What is expected: Filter the data below, keeping only lines that contain "format".

Task data:

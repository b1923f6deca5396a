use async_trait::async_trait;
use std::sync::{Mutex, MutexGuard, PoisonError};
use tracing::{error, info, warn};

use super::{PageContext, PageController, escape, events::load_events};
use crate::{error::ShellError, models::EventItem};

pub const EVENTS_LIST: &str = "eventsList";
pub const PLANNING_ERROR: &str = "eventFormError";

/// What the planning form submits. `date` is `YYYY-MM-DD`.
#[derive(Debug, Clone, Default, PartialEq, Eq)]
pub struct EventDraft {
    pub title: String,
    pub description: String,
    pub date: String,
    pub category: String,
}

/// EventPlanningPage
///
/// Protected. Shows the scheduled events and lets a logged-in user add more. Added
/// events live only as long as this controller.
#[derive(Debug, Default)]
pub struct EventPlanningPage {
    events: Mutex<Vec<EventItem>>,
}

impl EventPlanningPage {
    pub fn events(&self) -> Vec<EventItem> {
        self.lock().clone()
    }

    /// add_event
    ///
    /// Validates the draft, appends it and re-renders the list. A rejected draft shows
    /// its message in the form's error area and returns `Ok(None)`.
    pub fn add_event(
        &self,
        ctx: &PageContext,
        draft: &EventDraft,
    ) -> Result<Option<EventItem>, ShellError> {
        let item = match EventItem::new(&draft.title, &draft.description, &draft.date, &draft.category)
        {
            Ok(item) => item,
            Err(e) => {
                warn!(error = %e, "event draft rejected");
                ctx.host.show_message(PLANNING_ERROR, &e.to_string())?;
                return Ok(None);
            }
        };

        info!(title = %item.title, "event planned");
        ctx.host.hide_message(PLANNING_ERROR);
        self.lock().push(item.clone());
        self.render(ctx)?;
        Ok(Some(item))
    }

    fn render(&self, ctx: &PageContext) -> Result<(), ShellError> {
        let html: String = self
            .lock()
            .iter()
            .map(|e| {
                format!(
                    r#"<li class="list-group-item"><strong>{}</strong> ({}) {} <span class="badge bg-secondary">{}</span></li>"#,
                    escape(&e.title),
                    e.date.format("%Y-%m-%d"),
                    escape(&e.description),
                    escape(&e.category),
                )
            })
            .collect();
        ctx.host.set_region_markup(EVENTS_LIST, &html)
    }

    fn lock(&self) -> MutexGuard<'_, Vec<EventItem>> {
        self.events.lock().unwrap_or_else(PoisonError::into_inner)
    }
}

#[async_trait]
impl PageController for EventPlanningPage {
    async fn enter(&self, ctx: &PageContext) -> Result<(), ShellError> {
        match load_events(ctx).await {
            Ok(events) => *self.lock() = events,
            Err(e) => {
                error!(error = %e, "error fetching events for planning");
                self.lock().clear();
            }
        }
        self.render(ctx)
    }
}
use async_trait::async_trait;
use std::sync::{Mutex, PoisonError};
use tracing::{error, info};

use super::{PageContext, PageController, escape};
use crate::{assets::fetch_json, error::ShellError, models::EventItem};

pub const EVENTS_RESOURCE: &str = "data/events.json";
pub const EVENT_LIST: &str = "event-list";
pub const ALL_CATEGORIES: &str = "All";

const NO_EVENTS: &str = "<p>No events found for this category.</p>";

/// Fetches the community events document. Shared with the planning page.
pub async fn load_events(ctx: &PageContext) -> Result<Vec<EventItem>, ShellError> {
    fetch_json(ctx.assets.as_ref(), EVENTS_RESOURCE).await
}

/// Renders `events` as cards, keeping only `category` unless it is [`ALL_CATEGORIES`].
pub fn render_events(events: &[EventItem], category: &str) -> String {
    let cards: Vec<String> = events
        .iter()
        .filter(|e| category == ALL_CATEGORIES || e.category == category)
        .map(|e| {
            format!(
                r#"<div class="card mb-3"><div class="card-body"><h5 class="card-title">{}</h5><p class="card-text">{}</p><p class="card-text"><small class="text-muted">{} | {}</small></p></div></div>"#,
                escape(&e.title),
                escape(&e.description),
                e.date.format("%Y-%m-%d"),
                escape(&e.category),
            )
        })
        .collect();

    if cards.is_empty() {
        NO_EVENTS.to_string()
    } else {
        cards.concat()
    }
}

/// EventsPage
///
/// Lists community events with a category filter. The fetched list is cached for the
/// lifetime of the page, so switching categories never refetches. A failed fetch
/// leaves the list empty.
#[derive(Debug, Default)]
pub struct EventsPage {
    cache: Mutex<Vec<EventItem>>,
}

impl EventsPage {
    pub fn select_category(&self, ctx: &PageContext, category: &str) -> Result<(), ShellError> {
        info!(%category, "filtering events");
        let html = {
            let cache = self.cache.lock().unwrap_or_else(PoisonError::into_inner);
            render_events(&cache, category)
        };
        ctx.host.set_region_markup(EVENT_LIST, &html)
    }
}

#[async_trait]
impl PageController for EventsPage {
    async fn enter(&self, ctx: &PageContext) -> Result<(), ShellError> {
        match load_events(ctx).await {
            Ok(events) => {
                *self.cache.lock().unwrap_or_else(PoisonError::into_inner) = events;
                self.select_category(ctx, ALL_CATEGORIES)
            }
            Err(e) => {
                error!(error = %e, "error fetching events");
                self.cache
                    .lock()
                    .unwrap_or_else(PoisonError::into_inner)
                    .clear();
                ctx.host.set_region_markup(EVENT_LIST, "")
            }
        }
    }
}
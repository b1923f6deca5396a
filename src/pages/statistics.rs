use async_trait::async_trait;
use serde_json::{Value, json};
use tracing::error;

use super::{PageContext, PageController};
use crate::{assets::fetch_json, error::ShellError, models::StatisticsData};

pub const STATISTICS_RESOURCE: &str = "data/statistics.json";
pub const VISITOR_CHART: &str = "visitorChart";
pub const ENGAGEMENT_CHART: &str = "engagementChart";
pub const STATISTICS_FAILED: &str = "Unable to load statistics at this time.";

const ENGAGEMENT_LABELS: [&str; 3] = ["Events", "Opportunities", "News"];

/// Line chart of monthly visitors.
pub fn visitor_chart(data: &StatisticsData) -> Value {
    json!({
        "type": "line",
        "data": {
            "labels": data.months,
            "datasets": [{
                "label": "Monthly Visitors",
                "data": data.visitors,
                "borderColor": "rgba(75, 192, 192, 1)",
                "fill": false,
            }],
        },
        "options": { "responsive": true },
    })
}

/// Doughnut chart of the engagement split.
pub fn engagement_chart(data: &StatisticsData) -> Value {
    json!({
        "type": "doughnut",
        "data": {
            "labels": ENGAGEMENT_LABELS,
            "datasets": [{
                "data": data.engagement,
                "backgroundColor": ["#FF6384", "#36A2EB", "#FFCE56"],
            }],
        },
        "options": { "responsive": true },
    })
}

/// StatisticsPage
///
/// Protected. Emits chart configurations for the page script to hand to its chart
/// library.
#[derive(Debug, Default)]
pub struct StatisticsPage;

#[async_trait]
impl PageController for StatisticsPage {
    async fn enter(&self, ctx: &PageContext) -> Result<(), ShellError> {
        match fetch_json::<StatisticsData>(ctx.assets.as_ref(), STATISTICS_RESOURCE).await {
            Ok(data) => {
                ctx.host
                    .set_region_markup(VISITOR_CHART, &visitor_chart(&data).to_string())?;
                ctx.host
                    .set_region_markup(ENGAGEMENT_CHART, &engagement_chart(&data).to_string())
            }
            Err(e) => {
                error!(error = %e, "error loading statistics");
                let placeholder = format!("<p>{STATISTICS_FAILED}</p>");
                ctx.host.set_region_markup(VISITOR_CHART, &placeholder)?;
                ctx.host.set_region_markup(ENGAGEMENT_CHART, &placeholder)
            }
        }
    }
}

Worked solution:
                format!(
                    e.date.format("%Y-%m-%d"),
            format!(
                e.date.format("%Y-%m-%d"),
                let placeholder = format!("<p>{STATISTICS_FAILED}</p>");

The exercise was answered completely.